--- EXTRACTED ENTRIES Enclosed Below ---
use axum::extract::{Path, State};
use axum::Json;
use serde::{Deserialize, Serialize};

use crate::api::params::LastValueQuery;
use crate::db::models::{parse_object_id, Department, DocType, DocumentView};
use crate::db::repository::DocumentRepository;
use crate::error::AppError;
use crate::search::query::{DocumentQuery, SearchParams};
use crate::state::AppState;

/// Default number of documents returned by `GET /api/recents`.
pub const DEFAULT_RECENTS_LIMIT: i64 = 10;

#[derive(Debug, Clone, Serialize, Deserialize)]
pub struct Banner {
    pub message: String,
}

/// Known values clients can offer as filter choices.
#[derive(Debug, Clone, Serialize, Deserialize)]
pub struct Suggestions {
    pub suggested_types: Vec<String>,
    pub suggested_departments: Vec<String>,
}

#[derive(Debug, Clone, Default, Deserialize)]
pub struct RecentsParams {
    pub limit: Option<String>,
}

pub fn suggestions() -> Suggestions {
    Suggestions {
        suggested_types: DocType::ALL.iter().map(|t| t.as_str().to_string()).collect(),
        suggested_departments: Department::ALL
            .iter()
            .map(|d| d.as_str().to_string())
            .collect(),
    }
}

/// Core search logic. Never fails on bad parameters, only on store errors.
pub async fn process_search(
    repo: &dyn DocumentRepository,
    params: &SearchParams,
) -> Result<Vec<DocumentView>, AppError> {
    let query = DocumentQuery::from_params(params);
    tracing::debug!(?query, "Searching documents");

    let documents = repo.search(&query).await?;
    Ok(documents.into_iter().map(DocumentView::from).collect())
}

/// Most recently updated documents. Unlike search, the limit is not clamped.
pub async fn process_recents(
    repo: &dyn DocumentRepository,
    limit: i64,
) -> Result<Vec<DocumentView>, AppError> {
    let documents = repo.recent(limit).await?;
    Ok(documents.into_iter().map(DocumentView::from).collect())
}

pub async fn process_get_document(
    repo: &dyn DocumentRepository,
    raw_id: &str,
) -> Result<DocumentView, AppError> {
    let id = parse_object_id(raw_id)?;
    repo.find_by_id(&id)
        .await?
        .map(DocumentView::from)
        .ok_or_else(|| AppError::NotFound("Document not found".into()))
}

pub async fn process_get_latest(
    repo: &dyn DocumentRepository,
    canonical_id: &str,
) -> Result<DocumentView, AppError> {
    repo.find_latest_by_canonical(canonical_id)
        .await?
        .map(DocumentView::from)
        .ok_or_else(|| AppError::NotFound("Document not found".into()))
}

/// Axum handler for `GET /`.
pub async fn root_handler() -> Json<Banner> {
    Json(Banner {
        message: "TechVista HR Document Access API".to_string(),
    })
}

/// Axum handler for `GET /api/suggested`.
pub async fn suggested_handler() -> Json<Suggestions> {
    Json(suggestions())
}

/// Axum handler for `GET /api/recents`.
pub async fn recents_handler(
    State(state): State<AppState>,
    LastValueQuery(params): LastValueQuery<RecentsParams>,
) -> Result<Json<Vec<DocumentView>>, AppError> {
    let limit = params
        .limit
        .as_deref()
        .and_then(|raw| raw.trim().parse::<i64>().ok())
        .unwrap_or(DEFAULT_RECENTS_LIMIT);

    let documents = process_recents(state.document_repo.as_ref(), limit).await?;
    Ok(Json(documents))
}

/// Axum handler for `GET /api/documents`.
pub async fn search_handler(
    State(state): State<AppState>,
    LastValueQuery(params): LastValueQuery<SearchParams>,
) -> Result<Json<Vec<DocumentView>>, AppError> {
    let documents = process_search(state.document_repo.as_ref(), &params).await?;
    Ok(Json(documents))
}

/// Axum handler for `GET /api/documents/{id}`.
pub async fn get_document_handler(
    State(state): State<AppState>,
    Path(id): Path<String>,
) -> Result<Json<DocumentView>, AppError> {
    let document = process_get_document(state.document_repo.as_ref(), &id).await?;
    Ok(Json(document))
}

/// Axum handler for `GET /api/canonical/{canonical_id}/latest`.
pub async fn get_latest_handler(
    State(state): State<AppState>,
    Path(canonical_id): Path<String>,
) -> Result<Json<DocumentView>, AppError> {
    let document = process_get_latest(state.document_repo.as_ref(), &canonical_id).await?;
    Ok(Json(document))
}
--- End of Enclosed EXTRACTED ENTRIES ---
AIM OF THE TASK: Return every record in full, word for word.

WRITTEN ANSWER:
use axum::extract::{Path, State};
use axum::Json;
use serde::{Deserialize, Serialize};

use crate::api::params::LastValueQuery;
use crate::db::models::{parse_object_id, Department, DocType, DocumentView};
use crate::db::repository::DocumentRepository;
use crate::error::AppError;
use crate::search::query::{DocumentQuery, SearchParams};
use crate::state::AppState;

/// Default number of documents returned by `GET /api/recents`.
pub const DEFAULT_RECENTS_LIMIT: i64 = 10;

#[derive(Debug, Clone, Serialize, Deserialize)]
pub struct Banner {
    pub message: String,
}

/// Known values clients can offer as filter choices.
#[derive(Debug, Clone, Serialize, Deserialize)]
pub struct Suggestions {
    pub suggested_types: Vec<String>,
    pub suggested_departments: Vec<String>,
}

#[derive(Debug, Clone, Default, Deserialize)]
pub struct RecentsParams {
    pub limit: Option<String>,
}

pub fn suggestions() -> Suggestions {
    Suggestions {
        suggested_types: DocType::ALL.iter().map(|t| t.as_str().to_string()).collect(),
        suggested_departments: Department::ALL
            .iter()
            .map(|d| d.as_str().to_string())
            .collect(),
    }
}

/// Core search logic. Never fails on bad parameters, only on store errors.
pub async fn process_search(
    repo: &dyn DocumentRepository,
    params: &SearchParams,
) -> Result<Vec<DocumentView>, AppError> {
    let query = DocumentQuery::from_params(params);
    tracing::debug!(?query, "Searching documents");

    let documents = repo.search(&query).await?;
    Ok(documents.into_iter().map(DocumentView::from).collect())
}

/// Most recently updated documents. Unlike search, the limit is not clamped.
pub async fn process_recents(
    repo: &dyn DocumentRepository,
    limit: i64,
) -> Result<Vec<DocumentView>, AppError> {
    let documents = repo.recent(limit).await?;
    Ok(documents.into_iter().map(DocumentView::from).collect())
}

pub async fn process_get_document(
    repo: &dyn DocumentRepository,
    raw_id: &str,
) -> Result<DocumentView, AppError> {
    let id = parse_object_id(raw_id)?;
    repo.find_by_id(&id)
        .await?
        .map(DocumentView::from)
        .ok_or_else(|| AppError::NotFound("Document not found".into()))
}

pub async fn process_get_latest(
    repo: &dyn DocumentRepository,
    canonical_id: &str,
) -> Result<DocumentView, AppError> {
    repo.find_latest_by_canonical(canonical_id)
        .await?
        .map(DocumentView::from)
        .ok_or_else(|| AppError::NotFound("Document not found".into()))
}

/// Axum handler for `GET /`.
pub async fn root_handler() -> Json<Banner> {
    Json(Banner {
        message: "TechVista HR Document Access API".to_string(),
    })
}

/// Axum handler for `GET /api/suggested`.
pub async fn suggested_handler() -> Json<Suggestions> {
    Json(suggestions())
}

/// Axum handler for `GET /api/recents`.
pub async fn recents_handler(
    State(state): State<AppState>,
    LastValueQuery(params): LastValueQuery<RecentsParams>,
) -> Result<Json<Vec<DocumentView>>, AppError> {
    let limit = params
        .limit
        .as_deref()
        .and_then(|raw| raw.trim().parse::<i64>().ok())
        .unwrap_or(DEFAULT_RECENTS_LIMIT);

    let documents = process_recents(state.document_repo.as_ref(), limit).await?;
    Ok(Json(documents))
}

/// Axum handler for `GET /api/documents`.
pub async fn search_handler(
    State(state): State<AppState>,
    LastValueQuery(params): LastValueQuery<SearchParams>,
) -> Result<Json<Vec<DocumentView>>, AppError> {
    let documents = process_search(state.document_repo.as_ref(), &params).await?;
    Ok(Json(documents))
}

/// Axum handler for `GET /api/documents/{id}`.
pub async fn get_document_handler(
    State(state): State<AppState>,
    Path(id): Path<String>,
) -> Result<Json<DocumentView>, AppError> {
    let document = process_get_document(state.document_repo.as_ref(), &id).await?;
    Ok(Json(document))
}

/// Axum handler for `GET /api/canonical/{canonical_id}/latest`.
pub async fn get_latest_handler(
    State(state): State<AppState>,
    Path(canonical_id): Path<String>,
) -> Result<Json<DocumentView>, AppError> {
    let document = process_get_latest(state.document_repo.as_ref(), &canonical_id).await?;
    Ok(Json(document))
}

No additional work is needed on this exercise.